It got harder to hide my feelings once winter showed up. Prefect rounds were broken into threes, and for winter, Gryffindor was paired with Hufflepuff. Four nights a week, Emma and I were to patrol the corridors alone together. After spending the first three months of school patrolling with a surly girl from Slytherin whose name I can't recall, it was a very welcome change. Rounds typically lasted about two hours or more and they were much easier to endure with Emma at my side. I knew the castle slightly better than Emma did, so sometimes I intentionally made us take detours just so I could prolong my time with her. This was probably not the wisest idea as we both had O.W.L.s to prepare for, but it was so tempting at the time. I suspect that Emma caught onto what I was doing at some point, but she never said anything if she did.

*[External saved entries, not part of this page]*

//! Call-count expectations.

use std::fmt;

/// Expected number of matching calls.
#[derive(Debug, Clone, Copy, PartialEq, Eq)]
pub enum Times {
    /// Exactly this many.
    Exactly(usize),
    /// This many or more.
    AtLeast(usize),
    /// This many or fewer.
    AtMost(usize),
    /// Inclusive on both ends.
    Between(usize, usize),
    /// Zero.
    Never,
}

impl Times {
    /// Exactly one.
    pub fn once() -> Self {
        Times::Exactly(1)
    }

    /// Zero.
    pub fn never() -> Self {
        Times::Never
    }

    /// Exactly `count`.
    pub fn exactly(count: usize) -> Self {
        Times::Exactly(count)
    }

    /// At least `count`.
    pub fn at_least(count: usize) -> Self {
        Times::AtLeast(count)
    }

    /// One or more.
    pub fn at_least_once() -> Self {
        Times::AtLeast(1)
    }

    /// At most `count`.
    pub fn at_most(count: usize) -> Self {
        Times::AtMost(count)
    }

    /// From `low` to `high`, inclusive.
    pub fn between(low: usize, high: usize) -> Self {
        Times::Between(low, high)
    }

    /// Whether `count` satisfies the expectation.
    pub fn matches(self, count: usize) -> bool {
        match self {
            Times::Exactly(expected) => count == expected,
            Times::AtLeast(low) => count >= low,
            Times::AtMost(high) => count <= high,
            Times::Between(low, high) => (low..=high).contains(&count),
            Times::Never => count == 0,
        }
    }
}

impl fmt::Display for Times {
    fn fmt(&self, f: &mut fmt::Formatter<'_>) -> fmt::Result {
        match self {
            Times::Exactly(count) => write!(f, "exactly {count}"),
            Times::AtLeast(count) => write!(f, "at least {count}"),
            Times::AtMost(count) => write!(f, "at most {count}"),
            Times::Between(low, high) => write!(f, "between {low} and {high}"),
            Times::Never => f.write_str("no"),
        }
    }
}

/// A verification that did not hold, with the calls that were recorded.
#[derive(Debug, Clone, PartialEq, Eq)]
pub struct VerificationFailure {
    /// What was verified, e.g. the mock and its type parameter.
    pub subject: String,
    /// The expectation that failed.
    pub expected: Times,
    /// How many calls matched.
    pub actual: usize,
    /// Every recorded call, rendered.
    pub recorded: Vec<String>,
}

impl VerificationFailure {
    pub(crate) fn check(
        subject: impl Into<String>,
        expected: Times,
        actual: usize,
        recorded: impl FnOnce() -> Vec<String>,
    ) -> Result<(), Self> {
        if expected.matches(actual) {
            return Ok(());
        }
        Err(Self {
            subject: subject.into(),
            expected,
            actual,
            recorded: recorded(),
        })
    }
}

impl fmt::Display for VerificationFailure {
    fn fmt(&self, f: &mut fmt::Formatter<'_>) -> fmt::Result {
        write!(
            f,
            "verification failed for {}: expected {} matching call(s), found {}",
            self.subject, self.expected, self.actual
        )?;
        if self.recorded.is_empty() {
            return f.write_str("\nno calls were recorded");
        }
        f.write_str("\nrecorded calls:")?;
        for (index, call) in self.recorded.iter().enumerate() {
            write!(f, "\n  {index}: {call}")?;
        }
        Ok(())
    }
}

impl std::error::Error for VerificationFailure {}

/// Panics with the rendered failure.
#[track_caller]
pub(crate) fn assert_verified(result: Result<(), VerificationFailure>) {
    if let Err(failure) = result {
        panic!("{failure}");
    }
}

Christmas came and went, and the new year brought us a ridiculous amount of snow, ice, and chilly wind. This didn't stop me from dragging Emma to Hogsmeade on the first Saturday of January, though. She was reluctant to go at first, as she despised winter weather, but she finally gave in when I promised her a mug of her favorite hot cocoa in the Three Broomsticks. We didn't stay in the village for too long – we only went to the pub and the bookshop – and we started to make our way back to Hogwarts around two o'clock. It started snowing lightly on our way back, covering the already icy paths in a fresh white blanket. We walked slowly and carefully, but just as we were able to see the tops of the school's towers over the hill, Emma slipped on a patch of ice hidden beneath the snow. She shrieked slightly, but I caught her just in time, looping my arm through hers and holding her up.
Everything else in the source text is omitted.